Increased transparency

The Vitamin Shoppe said it expects all of its dietary supplement vendors to submit their product labels to the DSLD by the end of 2015 and will request certification by the vendor that the label has been submitted to the DSLD.

"Consumers desire and value product transparency, and the Vitamin Shoppe is leading the initiative to provide consumers with the information they want,"​ said Tony Truesdale, CEO of The Vitamin Shoppe.

When first made public about a year ago, the database, which can accessed here​, had the information from the labels of about 17,000 dietary supplements and now contains data on about 30,000 products, with about 1,000 products added each month. The database is a collaborative project of the Office of Dietary Supplements (ODS) and National Library of Medicine (NLM) at NIH, with input from many federal stakeholders.  It is searchable and can be customized.

"This database will be of great value to many diverse groups of people, including nutrition researchers, healthcare providers, consumers, and others,"​ said Paul M. Coates, PhD, director of the NIH Office of Dietary Supplements (ODS) said at the time of the unveiling. “For example, research scientists might use the Dietary Supplement Label Database to determine total nutrient intakes from food and supplements in populations they study."

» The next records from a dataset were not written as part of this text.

//! Execution of apply and delete invocations
//!
//! Every call races three producers into a single-slot result:
//! - the engine run, on a blocking task
//! - a deadline timer
//! - the process-wide fatal hook, installed for the duration of the call
//!
//! The first value wins and is returned. The others are not awaited or
//! cancelled: a timed-out engine run keeps going in the background and its
//! outcome is dropped.
//!
//! The fatal hook has a single process-wide slot, so each operation family
//! (apply, delete) holds its own lock for the whole call, including while it
//! waits for the result.

use std::path::Path;
use std::sync::{Arc, Mutex as StdMutex};
use std::time::Duration;

use once_cell::sync::Lazy;
use tokio::sync::{Mutex, oneshot};
use tokio::time::Instant;
use tracing::debug;

use crate::context::Context;
use crate::engine::{CommandEngine, FlagSet, Invocation, Verb};
use crate::error::{KubectlError, Result};
use crate::fatal;
use crate::options::{ApplyOptions, DeleteOptions};
use crate::streams::CapturedStreams;

/// Serializes apply calls process-wide
static APPLY_LOCK: Lazy<Mutex<()>> = Lazy::new(|| Mutex::new(()));

/// Serializes delete calls process-wide
static DELETE_LOCK: Lazy<Mutex<()>> = Lazy::new(|| Mutex::new(()));

/// First-write-wins result slot shared by the racing producers
#[derive(Clone)]
struct ResultSlot {
    sender: Arc<StdMutex<Option<oneshot::Sender<Result<()>>>>>,
}

impl ResultSlot {
    fn new() -> (Self, oneshot::Receiver<Result<()>>) {
        let (tx, rx) = oneshot::channel();
        let slot = Self {
            sender: Arc::new(StdMutex::new(Some(tx))),
        };
        (slot, rx)
    }

    /// Offer a result; returns false if another producer got there first
    fn offer(&self, result: Result<()>) -> bool {
        let sender = self
            .sender
            .lock()
            .unwrap_or_else(|e| e.into_inner())
            .take();

        match sender {
            // The receiver may already be gone if the caller was dropped
            Some(tx) => {
                let _ = tx.send(result);
                true
            }
            None => false,
        }
    }
}

/// Apply `file_paths` to the cluster `kubeconfig_path` points to
pub(crate) async fn apply_func<E: CommandEngine>(
    engine: &Arc<E>,
    default_timeout: Duration,
    ctx: &Context,
    kubeconfig_path: &str,
    opts: Option<&ApplyOptions>,
    file_paths: &[String],
) -> Result<()> {
    let opts = validate(Verb::Apply, kubeconfig_path, opts, file_paths)?;

    let _lock = APPLY_LOCK.lock().await;

    let time_left = time_left(ctx, default_timeout);
    let flags = apply_flags(opts, time_left, file_paths)?;

    execute(engine, Invocation::new(kubeconfig_path, flags), time_left).await
}

/// Delete the resources described by `file_paths` from the cluster
pub(crate) async fn delete_func<E: CommandEngine>(
    engine: &Arc<E>,
    default_timeout: Duration,
    ctx: &Context,
    kubeconfig_path: &str,
    opts: Option<&DeleteOptions>,
    file_paths: &[String],
) -> Result<()> {
    let opts = validate(Verb::Delete, kubeconfig_path, opts, file_paths)?;

    let _lock = DELETE_LOCK.lock().await;

    let time_left = time_left(ctx, default_timeout);
    let flags = delete_flags(opts, file_paths)?;

    execute(engine, Invocation::new(kubeconfig_path, flags), time_left).await
}

fn validate<'a, O>(
    verb: Verb,
    kubeconfig_path: &str,
    opts: Option<&'a O>,
    file_paths: &[String],
) -> Result<&'a O> {
    if kubeconfig_path.is_empty() {
        return Err(KubectlError::EmptyKubeconfig);
    }

    let opts = opts.ok_or(KubectlError::NilOptions)?;

    if file_paths.is_empty() {
        return Err(KubectlError::NoFiles { verb });
    }

    Ok(opts)
}

/// Time until the effective deadline, zero if it already passed
fn time_left(ctx: &Context, default_timeout: Duration) -> Duration {
    let deadline = ctx.effective_deadline(default_timeout);
    deadline.saturating_duration_since(Instant::now())
}

fn apply_flags(opts: &ApplyOptions, time_left: Duration, file_paths: &[String]) -> Result<FlagSet> {
    let mut flags = FlagSet::new(Verb::Apply);
    flags.set("request-timeout", time_left.as_secs().to_string())?;

    if opts.dry_run.is_enabled() {
        flags.set("dry-run", opts.dry_run.as_str())?;
    }

    if opts.recursive {
        flags.set("recursive", "true")?;
    }

    set_paths(&mut flags, opts.is_kustomization, file_paths)?;
    Ok(flags)
}

fn delete_flags(opts: &DeleteOptions, file_paths: &[String]) -> Result<FlagSet> {
    let mut flags = FlagSet::new(Verb::Delete);
    set_paths(&mut flags, opts.is_kustomization, file_paths)?;
    Ok(flags)
}

fn set_paths(flags: &mut FlagSet, is_kustomization: bool, file_paths: &[String]) -> Result<()> {
    let joined = file_paths.join(",");
    if is_kustomization {
        flags.set("kustomize", joined)
    } else {
        flags.set("filename", joined)
    }
}

/// Run the invocation and return whichever outcome arrives first
async fn execute<E: CommandEngine>(
    engine: &Arc<E>,
    invocation: Invocation,
    time_left: Duration,
) -> Result<()> {
    debug!(
        verb = %invocation.verb(),
        engine = engine.name(),
        time_left_secs = time_left.as_secs(),
        "executing invocation"
    );

    let streams = CapturedStreams::new();
    let (slot, result) = ResultSlot::new();

    tokio::spawn({
        let slot = slot.clone();
        async move {
            tokio::time::sleep(time_left).await;
            slot.offer(Err(KubectlError::DeadlineExceeded));
        }
    });

    let _fatal = fatal::intercept(invocation.verb(), {
        let slot = slot.clone();
        let streams = streams.clone();
        move |msg, code| {
            slot.offer(Err(KubectlError::Fatal {
                message: msg.to_string(),
                code,
                stdout: streams.stdout(),
                stderr: streams.stderr(),
            }));
        }
    });

    tokio::task::spawn_blocking({
        let engine = Arc::clone(engine);
        move || {
            let outcome = engine.run(&invocation, &streams);
            if !slot.offer(outcome) {
                debug!(verb = %invocation.verb(), "engine outcome discarded, result already taken");
            }
        }
    });

    result.await.unwrap_or(Err(KubectlError::Interrupted))
}

/// Paths as the strings the engine receives
pub(crate) fn path_strings<P: AsRef<Path>>(paths: &[P]) -> Vec<String> {
    paths
        .iter()
        .map(|p| p.as_ref().to_string_lossy().into_owned())
        .collect()
}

Dietary supplements are taken regularly by about half of U.S. adults, the NIH notes.  This rate of usage can add significant amounts of nutrients and other ingredients to the diet, including vitamins, minerals, herbals and botanicals, amino acids, enzymes, and more. Supplements feature a variety of delivery forms, such as tablets, capsules, and powders, as well as liquids and energy bars. The database will help nutrition researchers quantify these inputs, the NIH said.

Supplement facts panel information

By law, any product labeled as a dietary supplement must carry a Supplement Facts panel that list its contents and other added ingredients (such as fillers, binders, and flavorings). The Dietary Supplement Label Database includes this information and much more—such as directions for use, health-related claims, and any cautions—from the label.

The Dietary Supplement Label Database offers these features:

 • Quick Search: Search for any ingredient or specific text on a label.

 • Search for Dietary Ingredients: An alphabetical list of ingredients is also provided.

 • Search for Specific Products: An alphabetical list of products is also provided.

 • Browse Contact Information: Search by supplement manufacturer or distributor.

 • Advanced Search: Provides options for expanding a search by using a combination of search options including dietary ingredient, product/brand name, health-related claims, and label statements.

Differentiating factor

There is much hand-wringing in the dietary supplement industry about how to separate the good players from the bad. Providing as much transparency as possible, such as cooperating in the labeling initiative, is one way responsible companies can step forward, Mister said.  (Full disclosure: The Vitamin Shoppe is a CRN member).

“One of the things that is important for industry to do is to differentiate the good guys from the bad guys. There are a lot of initiatives that companies can do to demonstrate that they are one of the quality companies, such as third party certifications. Making the commitment to submit labels to the database could become one of those things that helps consumers make that determination,”​ he said.